Traders also need to consider it’s the last week of the month and the end of the first half, which might bring in some passive sellers willing to take profits off the table.
ETHUSD (Kraken)
Ether did manage to break above $2,700 again last week, but failed to continue up as geopolitics brought heavy selling back to the picture. The price is now well below our key resistance zone and also below the 200SMA on the daily chart.
Still, the $2,130 level acted as support, showing a willingness to buy on dips. We think that level combined with $2,000 form an important demand zone. Further selling from this point forward should be contained as long as there is relief across all risk assets during the upcoming days.

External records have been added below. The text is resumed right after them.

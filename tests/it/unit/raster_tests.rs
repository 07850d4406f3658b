//! Unit tests for the CPU compositor.

use crate::helpers::{BLUE, RED};
use image::{Rgba, RgbaImage};
use moodboard::export::{ExportItem, ExportScene};
use moodboard::raster::{composite, render_item, rotate};
use moodboard::types::Rect;
use std::sync::Arc;

const BG: Rgba<u8> = Rgba([0xf8, 0xfa, 0xfc, 255]);

fn item(rect: Rect, color: Rgba<u8>, rotation: f32) -> ExportItem {
    ExportItem {
        rect,
        rotation,
        pixels: Arc::new(RgbaImage::from_pixel(8, 8, color)),
    }
}

fn scene(items: Vec<ExportItem>) -> ExportScene {
    ExportScene {
        canvas_size: (100, 50),
        items,
        scale: 2.0,
        background: BG,
    }
}

#[test]
fn test_empty_scene_is_background() {
    let out = composite(&scene(Vec::new()));
    assert_eq!(out.dimensions(), (200, 100));
    assert!(out.pixels().all(|p| *p == BG));
}

#[test]
fn test_item_is_placed_at_scale() {
    let out = composite(&scene(vec![item(Rect::new(10, 10, 20, 20), RED, 0.0)]));

    // Item covers 20..60 on both axes at 2x
    assert_eq!(out.get_pixel(25, 25), &RED);
    assert_eq!(out.get_pixel(55, 55), &RED);
    assert_eq!(out.get_pixel(15, 15), &BG);
    assert_eq!(out.get_pixel(65, 65), &BG);
}

#[test]
fn test_later_items_paint_on_top() {
    let out = composite(&scene(vec![
        item(Rect::new(0, 0, 30, 30), RED, 0.0),
        item(Rect::new(10, 10, 30, 30), BLUE, 0.0),
    ]));
    assert_eq!(out.get_pixel(5, 5), &RED);
    assert_eq!(out.get_pixel(40, 40), &BLUE);
}

#[test]
fn test_items_past_the_edge_are_clipped() {
    let out = composite(&scene(vec![item(Rect::new(90, 40, 40, 40), RED, 0.0)]));
    assert_eq!(out.dimensions(), (200, 100));
    assert_eq!(out.get_pixel(199, 99), &RED);
}

#[test]
fn test_rotated_item_keeps_center() {
    let out = composite(&scene(vec![item(Rect::new(20, 5, 40, 10), RED, 90.0)]));
    // Center (40, 10) at 2x is (80, 20); a quarter turn makes it tall and thin
    assert_eq!(out.get_pixel(80, 20), &RED);
    assert_eq!(out.get_pixel(80, 2), &RED);
    assert_eq!(out.get_pixel(50, 20), &BG);
}

#[test]
fn test_half_turn_keeps_dimensions() {
    let src = RgbaImage::from_pixel(30, 12, RED);
    assert_eq!(rotate(&src, 180.0).dimensions(), (30, 12));
}

#[test]
fn test_render_item_cover_fits() {
    let src = RgbaImage::from_pixel(400, 100, BLUE);
    let out = render_item(&src, 40, 40, 0.0);
    assert_eq!(out.dimensions(), (40, 40));
    assert_eq!(out.get_pixel(0, 39), &BLUE);
}

#[test]
fn test_transparent_item_keeps_background() {
    let clear = ExportItem {
        rect: Rect::new(0, 0, 50, 25),
        rotation: 0.0,
        pixels: Arc::new(RgbaImage::from_pixel(4, 4, Rgba([255, 0, 0, 0]))),
    };
    let out = composite(&scene(vec![clear]));
    assert!(out.pixels().all(|p| *p == BG));
}

#[test]
fn test_oversized_item_is_clipped_to_output() {
    // At 2x this item would be a 100000 px square bitmap if drawn whole
    let tiny = ExportScene {
        canvas_size: (10, 10),
        items: vec![item(Rect::new(0, 0, 50_000, 50_000), RED, 0.0)],
        scale: 2.0,
        background: BG,
    };
    let out = composite(&tiny);
    assert_eq!(out.dimensions(), (20, 20));
    assert!(out.pixels().all(|p| *p == RED));
}

#[test]
fn test_oversized_rotated_item_off_canvas() {
    let tiny = ExportScene {
        canvas_size: (10, 10),
        items: vec![
            item(Rect::new(5_000, 5_000, 40_000, 40_000), BLUE, 30.0),
            item(Rect::new(0, 0, 5, 5), RED, 0.0),
        ],
        scale: 2.0,
        background: BG,
    };
    let out = composite(&tiny);
    assert_eq!(out.dimensions(), (20, 20));
    assert_eq!(out.get_pixel(5, 5), &RED);
}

That’s a possibility, although traders might want to wait a bit more until the price action on lower time frames shows clear signs of bottoming. If that’s the case, the price should move back up towards the $2,500 – $2,700 key resistance zone.
TRXUSD (Bitfinex)
We are bringing TRON back to our weekly analysis because the price seems to have shifted tone as a result of what happened last week. We see a dip and continuation below the daily 20 EMA and at the same time, sellers managed to drive the price below a rising channel.
Both are short-term bearish signals and might suggest more selling ahead. Still, this could end up being a fake bearish break and if that’s the case, we should start to see renewed buying pressure. That will put TRX on track to reach the 30 cents key resistance area.
More selling on the downside will mean the daily 200 SMA comes as the first support. We think the price has more room to go if that dynamic support doesn’t hold. More specifically, 22 cents and 20 cents should be back in focus in case selling intensifies. TRX spiked in December and has been consolidating since then.